Graphium 3.0 #519

DomInvivo · 2024-07-15T14:35:17Z

Changelogs

Moving to Graphium 3.0! This will be a large PR that basically regroups many other PRs there. So for specific changes, please consult the original PRs.

See PR Added and integrated C++ graphium_cpp library, a Python module implem… #510 for the changes in C++
See PR Torchmetrics usage improvements with classes instead of functionals #517 for the changes related to torchmetrics
See PR Reorder atoms in label data (Fixes 502) + documenting C++ #521 for the changes to the node ordering
TODO: link to other PR's when available

discussion related to that PR

Todo's before merging

Before merging Graphium 3.0, we need to do the following tests.

Validating the C++

Assigned to @WenkelF and @AnujaSomthankar, with @ndickson-nvidia to help fix issues if any

The C++ changes were brought by the PR #510 , and there were a lot of unit-tests and validation using the ToyMix dataset. What's left to be done is validating that we can reproduce the experimental results of pre-training a MolGPS model.

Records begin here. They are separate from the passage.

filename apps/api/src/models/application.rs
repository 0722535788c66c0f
use std::fmt;
use std::str::FromStr;

use chrono::{DateTime, Utc};
use serde::{Deserialize, Serialize};
use sqlx::FromRow;

/// Pipeline stage of an application.
#[derive(Debug, Clone, Copy, Default, PartialEq, Eq, Serialize, Deserialize)]
pub enum Stage {
    #[default]
    Interested,
    Applied,
    Interviewing,
    Offer,
    Rejected,
}

impl Stage {
    pub const ALL: [Stage; 5] = [
        Stage::Interested,
        Stage::Applied,
        Stage::Interviewing,
        Stage::Offer,
        Stage::Rejected,
    ];

    pub fn as_str(&self) -> &'static str {
        match self {
            Stage::Interested => "Interested",
            Stage::Applied => "Applied",
            Stage::Interviewing => "Interviewing",
            Stage::Offer => "Offer",
            Stage::Rejected => "Rejected",
        }
    }
}

impl fmt::Display for Stage {
    fn fmt(&self, f: &mut fmt::Formatter<'_>) -> fmt::Result {
        f.write_str(self.as_str())
    }
}

#[derive(Debug, Clone, PartialEq, Eq)]
pub struct InvalidStage(pub String);

impl fmt::Display for InvalidStage {
    fn fmt(&self, f: &mut fmt::Formatter<'_>) -> fmt::Result {
        let allowed: Vec<&str> = Stage::ALL.iter().map(Stage::as_str).collect();
        write!(
            f,
            "Invalid stage '{}'. Must be one of: {}",
            self.0,
            allowed.join(", ")
        )
    }
}

impl FromStr for Stage {
    type Err = InvalidStage;

    /// Exact, case-sensitive match on the stage name.
    fn from_str(s: &str) -> Result<Self, Self::Err> {
        Stage::ALL
            .into_iter()
            .find(|stage| stage.as_str() == s)
            .ok_or_else(|| InvalidStage(s.to_string()))
    }
}

#[derive(Debug, Clone, Serialize, Deserialize, FromRow)]
pub struct ApplicationRow {
    pub id: i64,
    pub title: String,
    pub company: String,
    pub location: Option<String>,
    pub url: Option<String>,
    pub stage: String,
    pub notes: Option<String>,
    pub created_at: DateTime<Utc>,
    pub updated_at: DateTime<Utc>,
}
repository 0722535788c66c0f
pub mod application;
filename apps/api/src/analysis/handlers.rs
//! Axum route handlers for the Analysis API.

use axum::{
    extract::State,
    http::{HeaderName, HeaderValue},
    response::{IntoResponse, Response},
    Json,
};
use serde::Serialize;

use crate::analysis::models::{AnalyzeRequest, GeneratedContent, JobAnalysis};
use crate::analysis::orchestrator::Analyzed;
use crate::errors::AppError;
use crate::state::AppState;

pub const ANALYSIS_SOURCE_HEADER: &str = "x-analysis-source";

/// POST /api/analyze_jd
///
/// Extracts title, company, skills and a fit score from a job description.
/// Never fails once the description is non-blank.
pub async fn handle_analyze_jd(
    State(state): State<AppState>,
    Json(request): Json<AnalyzeRequest>,
) -> Result<Response, AppError> {
    validate_job_description(&request)?;

    let analyzed: Analyzed<JobAnalysis> = state
        .analysis
        .analyze_job(&request.job_description, request.profile())
        .await;

    Ok(with_source(analyzed))
}

/// POST /api/generate_content
///
/// Resume bullets, cover-letter paragraphs and talking points for a job description.
pub async fn handle_generate_content(
    State(state): State<AppState>,
    Json(request): Json<AnalyzeRequest>,
) -> Result<Response, AppError> {
    validate_job_description(&request)?;

    let analyzed: Analyzed<GeneratedContent> = state
        .analysis
        .generate_content(&request.job_description, request.profile())
        .await;

    Ok(with_source(analyzed))
}

fn validate_job_description(request: &AnalyzeRequest) -> Result<(), AppError> {
    if request.job_description.trim().is_empty() {
        return Err(AppError::Validation(
            "job_description cannot be empty".to_string(),
        ));
    }
    Ok(())
}

/// JSON body is the analyzed value itself; the producing path goes in a header.
fn with_source<T: Serialize>(analyzed: Analyzed<T>) -> Response {
    (
        [(
            HeaderName::from_static(ANALYSIS_SOURCE_HEADER),
            HeaderValue::from_static(analyzed.source.as_str()),
        )],
        Json(analyzed.value),
    )
        .into_response()
}
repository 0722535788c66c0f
use axum::{extract::State, Json};
use serde_json::{json, Value};

use crate::state::AppState;

/// GET /health
/// Returns a simple status object with service version and analysis mode.
pub async fn health_handler(State(state): State<AppState>) -> Json<Value> {
    let analysis_mode = if state.config.llm_enabled() {
        "llm_with_fallback"
    } else {
        "heuristic_only"
    };
    Json(json!({
        "status": "ok",
        "version": env!("CARGO_PKG_VERSION"),
        "service": "job-copilot-api",
        "analysis_mode": analysis_mode
    }))
}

Train a 10M model on LargeMix and validate the pre-train and finetune performance match the graphium 2.X
~~Validate that training is faster~~ Training is not faster on our cluster, but expected to be faster where disk reading is limiting the speed.
Validate that we can run inference on a new dataset without caching (since caching is only for labels)
Train a 1B model and make sure that we match the metrics
Validate that the finetuning performance is consistent
Make sure the documentation in the Readme.md contains all info for installing the C++ libraries
Clearly documenting the inputs / outputs of every C++ function @ndickson-nvidia (see PR Reorder atoms in label data (Fixes 502) + documenting C++ #521 )

Validating the torchmetrics

Assigned to @WenkelF and @AnujaSomthankar, with @DomInvivo to help fix issues if any

First test the torchmetrics PR Torchmetrics usage improvements with classes instead of functionals #517 independantly
Train a 10M model on LargeMix and validate that the metrics are the same as graphium 2.0, and that it is same speed and RAM is lower (during validation and testing)
Validate that the mean_pred, mean_target, grad_norm, train_loss, train_loss_{task}, and other metrics all get logged properly to Wandb
Then merge with the C++ changes on the graphium 3.0 branch, and test again

Improving the cuda support

Assigned to @WenkelF and @AnujaSomthankar

Validate the multi-gpu training of the 10M model with DDP 4 gpus, and that results are consistent with 1 gpu
Bump the version of cuda-version and remove restriction to 11.2. Close Remove forced constraint to cuda 11.2 with Graphium 3.0 #512

Fixing the node ordering issue

Assigned to @ndickson-nvidia , see PR #521

Resolve issue Re-order atoms and edges when matching molecules from different datasets #502 with PR Reorder atoms in label data (Fixes 502) + documenting C++ #521
Add unit-tests for the node ordering issue

Support for Mixed precision

Supporting mixed precision should be easy with lightning. However, we face issues that some of the tasks are very sparse and require float32. What we suggest is to have a custom mixed-precision that doesn't affect the task heads, but only the body of the GNN network.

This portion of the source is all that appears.